Le greffier, Le juge ,
qui ont signé l’original de l’ordonnance.
Pour information :
— Le préfet (à [Localité 8], le préfet de police) et le procureur de la République peuvent former appel de la présente ordonnance, devant le premier président de la cour d’appel de [Localité 8], dans les 24 heures de son prononcé. Le délai d’appel qui expirerait normalement un samedi, un dimanche ou un jour férié ou chômé, est prorogé jusqu’au premier jour ouvrable suivant. Le premier président est saisi par une déclaration écrite motivée, transmise par tout moyen au greffe de la cour d’appel de [Localité 8] (Service des étrangers – Pôle 1 Chambre 11), notamment par télécopie au 01.44.32.78.05. ou par courriel à l’adresse mail [Courriel 6] . Aucun effet suspensif n’est attaché à l’appel du préfet. Sous certaines conditions, le procureur de la République peut demander que son appel soit déclaré suspensif.
— Lorsqu’une ordonnance met fin à la rétention, l’étranger est maintenu à la disposition de la justice pendant un délai de vingt quatre heures à compter de la notification de l’ordonnance au procureur de la République, à moins que celui-ci n’en dispose autrement. Durant cette période, l’étranger peut, s’il le souhaite, contacter son avocat ou un tiers, rencontrer un médecin et s’alimenter.
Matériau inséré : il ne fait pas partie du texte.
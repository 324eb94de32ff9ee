pub use super::school::Entity as School;
pub use super::teacher::Entity as Teacher;
//! HTTP request handlers.
//!
//! Handlers convert DTOs into validated parameters, call the service resolved
//! from the application state and convert the result back into DTOs.

pub mod school;
pub mod teacher;
use crate::server::{
    data::{school::SchoolRepository, teacher::TeacherRepository},
    model::{
        school::{CreateSchoolParam, UpdateSchoolParam},
        teacher::{CreateTeacherParam, UpdateTeacherParam},
    },
};
use sea_orm::{DbErr, EntityTrait};
use test_utils::{
    builder::TestBuilder,
    context::TestContext,
    factory::{self, school::SchoolOverrides},
};

mod school;

/// Context with a migrated database and no routes.
async fn database_context() -> TestContext {
    TestBuilder::new()
        .with_custom_composition()
        .with_database()
        .build()
        .await
        .unwrap()
}
//! Schoolboard Test Utils
//!
//! End-to-end test harness for the schoolboard application. It assembles a real,
//! listening application instance with selective dependency overrides, seeds rows
//! through keyed factories and tears everything down again.
//!
//! # Overview
//!
//! - **TestBuilder**: Fluent builder choosing the composition and overrides
//! - **TestContext**: Running application, database handle and factory registry
//! - **FactoryRegistry**: Lazily built entity factories plus FK-aware cleanup
//! - **generator**: Randomized and unique scalar values for fixtures
//! - **TestError**: Errors raised by the harness
//!
//! # Usage
//!
//! ```rust,ignore
//! use test_utils::{builder::TestBuilder, registry::FactoryType};
//!
//! #[tokio::test]
//! async fn lists_schools() -> Result<(), TestError> {
//!     let mut test = TestBuilder::new().build().await?;
//!
//!     test.factories()?.schools().create_many(3, Default::default()).await?;
//!     let response = test.get("/schools").await?;
//!
//!     test.teardown().await;
//!     Ok(())
//! }
//! ```

pub mod builder;
pub mod cleanup;
pub mod context;
pub mod error;
pub mod factory;
pub mod generator;
pub mod registry;

pub use builder::TestBuilder;
pub use context::TestContext;
pub use error::TestError;
pub use registry::{Factory, FactoryRegistry, FactoryType};
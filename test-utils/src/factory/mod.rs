//! Entity factories for seeding test data.
//!
//! Each factory persists rows with generated defaults. Any attribute can be
//! overridden with a literal value or with a generator receiving the row index
//! within the batch. Batches are inserted in a single transaction.
//!
//! # Basic Usage
//!
//! ```rust,ignore
//! use test_utils::factory::{self, school::SchoolOverrides, teacher::TeacherOverrides};
//!
//! let school = factory::create_school(&db).await?;
//! let teacher = factory::create_teacher_for_school(&db, &school).await?;
//!
//! let schools = SchoolFactory::new(db.clone())
//!     .create_many(3, SchoolOverrides::new().address("1 Main St"))
//!     .await?;
//! let teachers = TeacherFactory::new(db.clone())
//!     .create_many(2, TeacherOverrides::new().school(&school).subject(
//!         Fixture::generate(|index| format!("Subject {}", index)),
//!     ))
//!     .await?;
//! ```

pub mod school;
pub mod teacher;

use std::{fmt, sync::Arc};

pub use school::{create_school, SchoolFactory, SchoolOverrides};
pub use teacher::{
    create_teacher, create_teacher_for_school, SchoolRef, TeacherFactory, TeacherOverrides,
};

/// Value of one attribute of a fixture.
pub enum Fixture<T> {
    /// The same value for every row.
    Value(T),
    /// Called with the row index within the batch.
    Generate(Arc<dyn Fn(usize) -> T + Send + Sync>),
}

impl<T: Clone> Fixture<T> {
    pub fn generate<F>(generate: F) -> Self
    where
        F: Fn(usize) -> T + Send + Sync + 'static,
    {
        Self::Generate(Arc::new(generate))
    }

    /// Produces the value for the row at `index`.
    pub fn resolve(&self, index: usize) -> T {
        match self {
            Self::Value(value) => value.clone(),
            Self::Generate(generate) => generate(index),
        }
    }
}

impl<T: Clone> Clone for Fixture<T> {
    fn clone(&self) -> Self {
        match self {
            Self::Value(value) => Self::Value(value.clone()),
            Self::Generate(generate) => Self::Generate(generate.clone()),
        }
    }
}

impl<T: fmt::Debug> fmt::Debug for Fixture<T> {
    fn fmt(&self, f: &mut fmt::Formatter<'_>) -> fmt::Result {
        match self {
            Self::Value(value) => f.debug_tuple("Value").field(value).finish(),
            Self::Generate(_) => f.write_str("Generate(..)"),
        }
    }
}

impl<T> From<T> for Fixture<T> {
    fn from(value: T) -> Self {
        Self::Value(value)
    }
}

impl From<&str> for Fixture<String> {
    fn from(value: &str) -> Self {
        Self::Value(value.to_string())
    }
}

/// Resolves an optional override, falling back to the factory default.
pub(crate) fn resolve_or<T, F>(fixture: &Option<Fixture<T>>, index: usize, default: F) -> T
where
    T: Clone,
    F: FnOnce() -> T,
{
    match fixture {
        Some(fixture) => fixture.resolve(index),
        None => default(),
    }
}

/// In-memory SQLite database with the schema applied.
#[cfg(test)]
pub(crate) async fn test_database() -> Result<sea_orm::DatabaseConnection, sea_orm::DbErr> {
    schoolboard::server::startup::connect_and_migrate("sqlite::memory:")
        .await
        .map_err(|e| sea_orm::DbErr::Custom(e.to_string()))
}
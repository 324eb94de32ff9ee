//! Provider variants and the resolver that instantiates them.

use std::{
    any::Any,
    cell::RefCell,
    collections::HashMap,
    marker::PhantomData,
    sync::Arc,
};

use crate::server::{composition::token::Token, error::composition::CompositionError};

/// Type-erased instance; always wraps an `Arc<T>` for the token's `T`.
pub(crate) type Instance = Arc<dyn Any + Send + Sync>;

type ConstructFn = Arc<dyn Fn(&Resolver<'_>) -> Result<Instance, CompositionError> + Send + Sync>;
type FactoryFn =
    Arc<dyn Fn(&Dependencies<'_, '_>) -> Result<Instance, CompositionError> + Send + Sync>;

fn construct_fn<F>(construct: F) -> ConstructFn
where
    F: Fn(&Resolver<'_>) -> Result<Instance, CompositionError> + Send + Sync + 'static,
{
    Arc::new(construct)
}

fn factory_fn<F>(factory: F) -> FactoryFn
where
    F: Fn(&Dependencies<'_, '_>) -> Result<Instance, CompositionError> + Send + Sync + 'static,
{
    Arc::new(factory)
}

fn erase<T: ?Sized + Send + Sync + 'static>(value: Arc<T>) -> Instance {
    Arc::new(value)
}

fn downcast<T: ?Sized + Send + Sync + 'static>(
    instance: &Instance,
    name: &'static str,
) -> Result<Arc<T>, CompositionError> {
    instance
        .downcast_ref::<Arc<T>>()
        .cloned()
        .ok_or(CompositionError::TypeMismatch(name))
}

/// A type that can build an instance of `T` from the dependencies it resolves.
///
/// Used for constructor providers: binding a type rather than a ready value or a closure.
pub trait Injectable<T: ?Sized> {
    fn inject(resolver: &Resolver<'_>) -> Result<Arc<T>, CompositionError>;
}

/// How a binding produces its instance. Exactly one variant per binding.
#[derive(Clone)]
pub(crate) enum ProviderKind {
    /// A ready-made instance.
    Value(Instance),
    /// A type implementing [`Injectable`].
    Constructor(ConstructFn),
    /// A closure restricted to an explicit dependency list.
    Factory {
        factory: FactoryFn,
        deps: Vec<&'static str>,
    },
}

impl ProviderKind {
    fn instantiate(
        &self,
        name: &'static str,
        resolver: &Resolver<'_>,
    ) -> Result<Instance, CompositionError> {
        match self {
            Self::Value(instance) => Ok(instance.clone()),
            Self::Constructor(construct) => construct(resolver),
            Self::Factory { factory, deps } => {
                for &dep in deps {
                    resolver.instantiate(dep)?;
                }

                factory(&Dependencies {
                    provider: name,
                    declared: deps,
                    resolver,
                })
            }
        }
    }
}

/// Typed provider for a `Token<T>`.
pub struct Provider<T: ?Sized + 'static> {
    pub(crate) kind: ProviderKind,
    _type: PhantomData<fn() -> Arc<T>>,
}

impl<T: ?Sized + Send + Sync + 'static> Provider<T> {
    fn from_kind(kind: ProviderKind) -> Self {
        Self {
            kind,
            _type: PhantomData,
        }
    }

    /// Provides an existing instance.
    pub fn value(value: Arc<T>) -> Self {
        Self::from_kind(ProviderKind::Value(erase(value)))
    }

    /// Provides an instance built by `C::inject` at compile time.
    pub fn constructor<C>() -> Self
    where
        C: Injectable<T> + 'static,
    {
        Self::from_kind(ProviderKind::Constructor(construct_fn(|resolver| {
            C::inject(resolver).map(erase)
        })))
    }

    /// Provides an instance built by `factory`, which may only resolve the listed tokens.
    pub fn factory<F>(factory: F, deps: &[&'static str]) -> Self
    where
        F: Fn(&Dependencies<'_, '_>) -> Result<Arc<T>, CompositionError> + Send + Sync + 'static,
    {
        Self::from_kind(ProviderKind::Factory {
            factory: factory_fn(move |deps| factory(deps).map(erase)),
            deps: deps.to_vec(),
        })
    }
}

impl<T: ?Sized + 'static> Clone for Provider<T> {
    fn clone(&self) -> Self {
        Self {
            kind: self.kind.clone(),
            _type: PhantomData,
        }
    }
}

/// Resolves bindings on demand while a composition is compiled.
///
/// Instances are memoized, so each binding is instantiated at most once per compile.
pub struct Resolver<'a> {
    providers: &'a HashMap<&'static str, ProviderKind>,
    instances: RefCell<HashMap<&'static str, Instance>>,
    path: RefCell<Vec<&'static str>>,
}

impl<'a> Resolver<'a> {
    pub(crate) fn new(providers: &'a HashMap<&'static str, ProviderKind>) -> Self {
        Self {
            providers,
            instances: RefCell::new(HashMap::new()),
            path: RefCell::new(Vec::new()),
        }
    }

    /// Resolves a required dependency.
    pub fn resolve<T: ?Sized + Send + Sync + 'static>(
        &self,
        token: &Token<T>,
    ) -> Result<Arc<T>, CompositionError> {
        let instance = self.instantiate(token.name())?;
        downcast(&instance, token.name())
    }

    /// Resolves an optional dependency; unbound tokens yield `None`.
    pub fn get<T: ?Sized + Send + Sync + 'static>(
        &self,
        token: &Token<T>,
    ) -> Result<Option<Arc<T>>, CompositionError> {
        if !self.providers.contains_key(token.name()) {
            return Ok(None);
        }

        self.resolve(token).map(Some)
    }

    pub(crate) fn instantiate(&self, name: &'static str) -> Result<Instance, CompositionError> {
        if let Some(instance) = self.instances.borrow().get(name) {
            return Ok(instance.clone());
        }

        if self.path.borrow().contains(&name) {
            let mut cycle = self.path.borrow().clone();
            cycle.push(name);
            return Err(CompositionError::CircularDependency(cycle));
        }

        let provider = self
            .providers
            .get(name)
            .ok_or(CompositionError::MissingDependency(name))?;

        self.path.borrow_mut().push(name);
        let result = provider.instantiate(name, self);
        self.path.borrow_mut().pop();

        let instance = result?;
        self.instances.borrow_mut().insert(name, instance.clone());

        Ok(instance)
    }

    pub(crate) fn into_instances(self) -> HashMap<&'static str, Instance> {
        self.instances.into_inner()
    }
}

/// View of the resolver handed to factory providers.
pub struct Dependencies<'r, 'a> {
    provider: &'static str,
    declared: &'r [&'static str],
    resolver: &'r Resolver<'a>,
}

impl Dependencies<'_, '_> {
    /// Resolves one of the declared dependencies.
    pub fn resolve<T: ?Sized + Send + Sync + 'static>(
        &self,
        token: &Token<T>,
    ) -> Result<Arc<T>, CompositionError> {
        if !self.declared.contains(&token.name()) {
            return Err(CompositionError::UndeclaredDependency {
                provider: self.provider,
                dependency: token.name(),
            });
        }

        self.resolver.resolve(token)
    }
}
Si, dans ce délai de vingt quatre heures, le procureur de la République décide de former appel en demandant que son recours soit déclaré suspensif, l’étranger reste maintenu à la disposition de la justice jusqu’à ce le premier président de la cour d’appel ou son délégué statue sur la demande du procureur, voire sur le fond s’il apparaît justifié de donner un effet suspensif à l’appel du ministère public.
— Tant que la rétention n’a pas pris fin, la personne concernée peut demander l’assistance d’un interprète, d’un avocat ainsi que d’un médecin, et communiquer avec son consulat ou toute personne de son choix.
— La personne retenue continue aussi de bénéficier du droit de contacter toute organisation et instance nationale, internationale ou non gouvernementale compétente pour visiter les lieux de rétention, notamment le Contrôleur général des lieux de privation de liberté ([Adresse 4] ; www.cglpl.fr ; tél. : [XXXXXXXX01] ; fax : 01.42.38.85.32).
— France Terre d’Asile association indépendante de l’administration présente dans chacun des centres de rétention du Mesnil-Amelot (Tél. France Terre d’Asile CRA2 : [XXXXXXXX02] / [XXXXXXXX03] – Tél. France Terre d’Asile CRA 3 : 09.72.41.57.14 / 01.84.16.91.22), est à la disposition des retenus, sans formalité, pour les aider dans l’exercice effectif de leurs droits, aux heures d’accueil précisées par le règlement intérieur.
— Jusqu’à la fin de sa rétention, chaque retenu peut aussi demander, à tout moment, qu’il y soit mis fin par simple requête, motivée et signée, adressée au magistrat du siège par tout moyen, accompagnée de toutes les pièces justificatives.
— L’ordonnance qui met fin à la rétention ne fait pas disparaître l’obligation de quitter le territoire français imposée par l’autorité administrative tant que la personne concernée n’en est pas relevée. Si celle-ci n’a pas quitté la France en exécution de la mesure d’éloignement ou si elle revient en France alors que cette mesure est toujours exécutoire, elle peut faire l’objet d’une nouvelle décision de placement en rétention, à l’expiration d’un délai de 7 jours à compter du terme de sa rétention ou d’un délai de 48 heures en cas de circonstances nouvelles de fait ou de droit.
Reçu, le 15 juillet 2025, dans une langue comprise, notification orale des motifs et du dispositif de la présente ordonnance, avec remise d’une copie intégrale, information des voies de recours et de leurs incidences, ainsi que rappel des droits pouvant être exercés pendant le maintien en rétention.
La personne retenue, L’interprète ayant prêté son concours
Copie intégrale de la présente ordonnance a été transmise par l’intermédiaire d’un moyen de télécommunication comportant un accusé de réception, le 15 juillet 2025, à l’avocat du PRÉFET DE LA SEINE-[Localité 9], absent au prononcé de la décision.
Le greffier,
Copie intégrale de la présente ordonnance a été transmise par l’intermédiaire d’un moyen de télécommunication comportant un accusé de réception, le 15 juillet 2025, à l’avocat de la personne retenue, absent au prononcé de la décision.